= Material supplied =

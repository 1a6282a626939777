pub mod aggregate;
pub mod cli;
pub mod config;
pub mod driver;
pub mod error;
pub mod ethics;
pub mod fsutil;
pub mod input;
pub mod lines;
pub mod logging;
pub mod parser;
pub mod report;
pub mod reports;

pub use error::ReportError;
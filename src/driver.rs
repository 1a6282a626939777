//! Runs every report generator in turn as a child process.

use std::env;
use std::io;
use std::path::{Path, PathBuf};
use std::process::Command;

use tracing::{debug, warn};

use crate::reports::ReportKind;

/// Generators in run order.
pub fn generators() -> impl Iterator<Item = &'static str> {
    ReportKind::ALL.into_iter().map(ReportKind::binary_name)
}

#[derive(Debug)]
pub enum ChildOutcome {
    Success,
    /// Exit code, `None` when killed by a signal.
    Failed(Option<i32>),
    SpawnError(io::Error),
}

impl ChildOutcome {
    pub fn is_success(&self) -> bool {
        matches!(self, ChildOutcome::Success)
    }
}

/// `name` next to the running executable.
pub fn sibling_path(name: &str) -> io::Result<PathBuf> {
    let exe = env::current_exe()?;
    let dir = exe.parent().unwrap_or_else(|| Path::new("."));
    Ok(dir.join(format!("{name}{}", env::consts::EXE_SUFFIX)))
}

/// Run `program` with inherited stdio and wait for it.
pub fn run_program(program: &Path) -> ChildOutcome {
    debug!(program = %program.display(), "starting");
    match Command::new(program).status() {
        Ok(status) if status.success() => ChildOutcome::Success,
        Ok(status) => ChildOutcome::Failed(status.code()),
        Err(e) => ChildOutcome::SpawnError(e),
    }
}

/// Run each program, report its result and go on with the next one
/// regardless. Returns how many failed.
pub fn run_all<'a>(programs: impl IntoIterator<Item = &'a Path>) -> usize {
    let mut failed = 0;
    for program in programs {
        let name = program.display();
        match run_program(program) {
            ChildOutcome::Success => println!("'{name}' executed successfully."),
            ChildOutcome::Failed(Some(code)) => {
                failed += 1;
                println!("'{name}' failed with return code: {code}");
            }
            ChildOutcome::Failed(None) => {
                failed += 1;
                println!("'{name}' was terminated by a signal");
            }
            ChildOutcome::SpawnError(e) => {
                failed += 1;
                warn!(program = %name, error = %e, "could not start");
                println!("Error: could not run '{name}': {e}");
            }
        }
    }
    failed
}
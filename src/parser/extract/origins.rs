use super::{KEY, ORIGIN};
use crate::parser::fields::extract_fields;
use crate::parser::{numbered_blocks, placeholder_key};

#[derive(Debug, Clone, PartialEq, Eq)]
pub struct EmpireOrigin {
    pub key: String,
    pub origin: String,
}

/// Blocks without an origin are skipped.
pub fn extract(text: &str) -> Vec<EmpireOrigin> {
    numbered_blocks(text)
        .filter_map(|(ordinal, block)| {
            let record = extract_fields(block.body, &[KEY, ORIGIN]);
            let origin = record.first(ORIGIN.name)?.to_string();
            let key = record
                .first(KEY.name)
                .map(str::to_string)
                .unwrap_or_else(|| placeholder_key(ordinal));
            Some(EmpireOrigin { key, origin })
        })
        .collect()
}
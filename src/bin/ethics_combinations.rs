use clap::Parser;

use empire_reports::cli::{run_generator, ReportArgs};
use empire_reports::logging::init_tracing;
use empire_reports::reports::ReportKind;

#[derive(Parser)]
#[command(name = "ethics_combinations", about = "Count empires per legal ethics combination")]
struct Cli {
    #[command(flatten)]
    args: ReportArgs,
}

fn main() -> anyhow::Result<()> {
    init_tracing();
    let cli = Cli::parse();
    run_generator(ReportKind::Ethics, &cli.args)
}
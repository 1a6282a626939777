//! Ethic values, their categories and the legal ethic combinations.

use itertools::Itertools;

use crate::aggregate::GroupKey;

#[derive(Debug, Clone, Copy, PartialEq, Eq, Hash, PartialOrd, Ord)]
pub enum Ethic {
    Xenophile,
    FanaticXenophile,
    Xenophobe,
    FanaticXenophobe,
    Egalitarian,
    FanaticEgalitarian,
    Authoritarian,
    FanaticAuthoritarian,
    Materialist,
    FanaticMaterialist,
    Spiritualist,
    FanaticSpiritualist,
    Pacifist,
    FanaticPacifist,
    Militarist,
    FanaticMilitarist,
    GestaltConsciousness,
}

#[derive(Debug, Clone, Copy, PartialEq, Eq, Hash)]
pub enum Axis {
    Xeno,
    Politic,
    Internal,
    War,
}

#[derive(Debug, Clone, Copy, PartialEq, Eq, Hash)]
pub enum Intensity {
    Simple,
    Fanatic,
    Gestalt,
}

/// Result of reading one `ethic="..."` value.
#[derive(Debug, Clone, PartialEq, Eq)]
pub enum ParsedEthic {
    Known(Ethic),
    Unrecognized(String),
}

struct EthicInfo {
    ethic: Ethic,
    id: &'static str,
    abbrev: &'static str,
    intensity: Intensity,
    axis: Option<Axis>,
}

const fn info(
    ethic: Ethic,
    id: &'static str,
    abbrev: &'static str,
    intensity: Intensity,
    axis: Option<Axis>,
) -> EthicInfo {
    EthicInfo {
        ethic,
        id,
        abbrev,
        intensity,
        axis,
    }
}

// Indexed by discriminant; order must follow the enum.
const ETHIC_TABLE: [EthicInfo; 17] = {
    use Axis::*;
    use Ethic::*;
    use Intensity::*;
    [
        info(Xenophile, "ethic_xenophile", "XIL", Simple, Some(Xeno)),
        info(FanaticXenophile, "ethic_fanatic_xenophile", "FAN_XIL", Fanatic, Some(Xeno)),
        info(Xenophobe, "ethic_xenophobe", "XOB", Simple, Some(Xeno)),
        info(FanaticXenophobe, "ethic_fanatic_xenophobe", "FAN_XOB", Fanatic, Some(Xeno)),
        info(Egalitarian, "ethic_egalitarian", "EGA", Simple, Some(Politic)),
        info(FanaticEgalitarian, "ethic_fanatic_egalitarian", "FAN_EGA", Fanatic, Some(Politic)),
        info(Authoritarian, "ethic_authoritarian", "AUT", Simple, Some(Politic)),
        info(FanaticAuthoritarian, "ethic_fanatic_authoritarian", "FAN_AUT", Fanatic, Some(Politic)),
        info(Materialist, "ethic_materialist", "MAT", Simple, Some(Internal)),
        info(FanaticMaterialist, "ethic_fanatic_materialist", "FAN_MAT", Fanatic, Some(Internal)),
        info(Spiritualist, "ethic_spiritualist", "SPI", Simple, Some(Internal)),
        info(FanaticSpiritualist, "ethic_fanatic_spiritualist", "FAN_SPI", Fanatic, Some(Internal)),
        info(Pacifist, "ethic_pacifist", "PAC", Simple, Some(War)),
        info(FanaticPacifist, "ethic_fanatic_pacifist", "FAN_PAC", Fanatic, Some(War)),
        info(Militarist, "ethic_militarist", "MIL", Simple, Some(War)),
        info(FanaticMilitarist, "ethic_fanatic_militarist", "FAN_MIL", Fanatic, Some(War)),
        info(GestaltConsciousness, "ethic_gestalt_consciousness", "GES", Gestalt, None),
    ]
};

impl Ethic {
    pub const ALL: [Ethic; 17] = {
        let mut all = [Ethic::Xenophile; 17];
        let mut i = 0;
        while i < 17 {
            all[i] = ETHIC_TABLE[i].ethic;
            i += 1;
        }
        all
    };

    fn info(self) -> &'static EthicInfo {
        &ETHIC_TABLE[self as usize]
    }

    /// Identifier used in the design files, e.g. `ethic_fanatic_xenophile`.
    pub fn id(self) -> &'static str {
        self.info().id
    }

    /// Short report name, e.g. `FAN_XIL`.
    pub fn abbrev(self) -> &'static str {
        self.info().abbrev
    }

    pub fn intensity(self) -> Intensity {
        self.info().intensity
    }

    pub fn axis(self) -> Option<Axis> {
        self.info().axis
    }

    pub fn is_fanatic(self) -> bool {
        self.intensity() == Intensity::Fanatic
    }

    pub fn is_simple(self) -> bool {
        self.intensity() == Intensity::Simple
    }

    pub fn parse(raw: &str) -> ParsedEthic {
        ETHIC_TABLE
            .iter()
            .find(|e| e.id == raw)
            .map(|e| ParsedEthic::Known(e.ethic))
            .unwrap_or_else(|| ParsedEthic::Unrecognized(raw.to_string()))
    }
}

/// Canonical group key of an ethic set: abbreviations, sorted.
pub fn combination_key(ethics: &[Ethic]) -> GroupKey {
    GroupKey::canonical(ethics.iter().map(|e| e.abbrev()))
}

/// Every ethic combination an empire may legally pick.
///
/// Gestalt consciousness stands alone; otherwise one fanatic plus one simple
/// ethic, or three simple ethics, each on a different axis.
pub fn valid_combinations() -> Vec<GroupKey> {
    let simple: Vec<Ethic> = Ethic::ALL.into_iter().filter(|e| e.is_simple()).collect();
    let fanatic: Vec<Ethic> = Ethic::ALL.into_iter().filter(|e| e.is_fanatic()).collect();

    let gestalt = std::iter::once(vec![Ethic::GestaltConsciousness]);

    let fanatic_pairs = fanatic
        .iter()
        .cartesian_product(simple.iter())
        .filter(|(f, s)| f.axis() != s.axis())
        .map(|(f, s)| vec![*f, *s]);

    let simple_triples = simple
        .iter()
        .copied()
        .combinations(3)
        .filter(|combo| combo.iter().map(|e| e.axis()).unique().count() == 3);

    gestalt
        .chain(fanatic_pairs)
        .chain(simple_triples)
        .map(|combo| combination_key(&combo))
        .sorted()
        .dedup()
        .collect()
}

#[cfg(test)]
mod tests {
    use super::*;

    #[test]
    fn table_follows_enum_order() {
        for (i, entry) in ETHIC_TABLE.iter().enumerate() {
            assert_eq!(entry.ethic as usize, i, "{} out of place", entry.id);
        }
    }

    #[test]
    fn parses_known_and_unknown_values() {
        assert_eq!(
            Ethic::parse("ethic_fanatic_authoritarian"),
            ParsedEthic::Known(Ethic::FanaticAuthoritarian)
        );
        assert_eq!(
            Ethic::parse("ethic_gestalt_consciousness"),
            ParsedEthic::Known(Ethic::GestaltConsciousness)
        );
        assert_eq!(
            Ethic::parse("ethic_hive_minded"),
            ParsedEthic::Unrecognized("ethic_hive_minded".to_string())
        );
    }

    #[test]
    fn categories_come_from_the_table() {
        assert!(Ethic::FanaticPacifist.is_fanatic());
        assert!(Ethic::Pacifist.is_simple());
        assert_eq!(Ethic::GestaltConsciousness.intensity(), Intensity::Gestalt);
        assert_eq!(Ethic::GestaltConsciousness.axis(), None);
        assert_eq!(Ethic::FanaticSpiritualist.axis(), Some(Axis::Internal));
        assert_eq!(Ethic::FanaticSpiritualist.abbrev(), "FAN_SPI");
    }

    #[test]
    fn combination_key_ignores_order() {
        assert_eq!(
            combination_key(&[Ethic::Egalitarian, Ethic::Xenophile]),
            combination_key(&[Ethic::Xenophile, Ethic::Egalitarian])
        );
    }

    #[test]
    fn universe_has_every_legal_combination() {
        let combos = valid_combinations();
        // 1 gestalt + 8 fanatic * 6 off-axis simple + 4 axis triples * 2^3
        assert_eq!(combos.len(), 1 + 48 + 32);
        assert!(combos.contains(&GroupKey::canonical(["GES"])));
        assert!(combos.contains(&GroupKey::canonical(["FAN_AUT", "SPI"])));
        assert!(combos.contains(&GroupKey::canonical(["MAT", "PAC", "XIL"])));
    }

    #[test]
    fn universe_excludes_illegal_combinations() {
        let combos = valid_combinations();
        assert!(!combos.contains(&GroupKey::canonical(["EGA", "XIL"])));
        assert!(!combos.contains(&GroupKey::canonical(["FAN_AUT", "EGA"])));
        assert!(!combos.contains(&GroupKey::canonical(["GES", "XIL"])));
        assert!(!combos.contains(&GroupKey::canonical(["XIL", "XOB", "MIL"])));
    }
}
use std::fs;
use std::io::{self, BufWriter, Write};
use std::path::Path;

/// Replace `target` with whatever `write` produces.
///
/// The data goes to a temporary file next to `target` that is renamed over it
/// once complete. On any error the temporary file is removed and `target` is
/// left as it was.
pub fn replace_file<F>(target: &Path, write: F) -> io::Result<()>
where
    F: FnOnce(&mut dyn Write) -> io::Result<()>,
{
    let dir = match target.parent() {
        Some(p) if !p.as_os_str().is_empty() => p,
        _ => Path::new("."),
    };
    let prefix = format!(
        ".{}_tmp_",
        target
            .file_name()
            .map(|n| n.to_string_lossy())
            .unwrap_or_default()
    );
    let tmp = tempfile::Builder::new().prefix(&prefix).tempfile_in(dir)?;

    if let Ok(meta) = fs::metadata(target) {
        tmp.as_file().set_permissions(meta.permissions())?;
    }

    {
        let mut writer = BufWriter::new(tmp.as_file());
        write(&mut writer)?;
        writer.flush()?;
    }
    tmp.as_file().sync_all()?;

    tmp.persist(target).map_err(|e| e.error)?;
    Ok(())
}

= Exercise goal =
Only a number is wanted here: the count of lines in the data that contain the string "programs".

= Result of this exercise =
2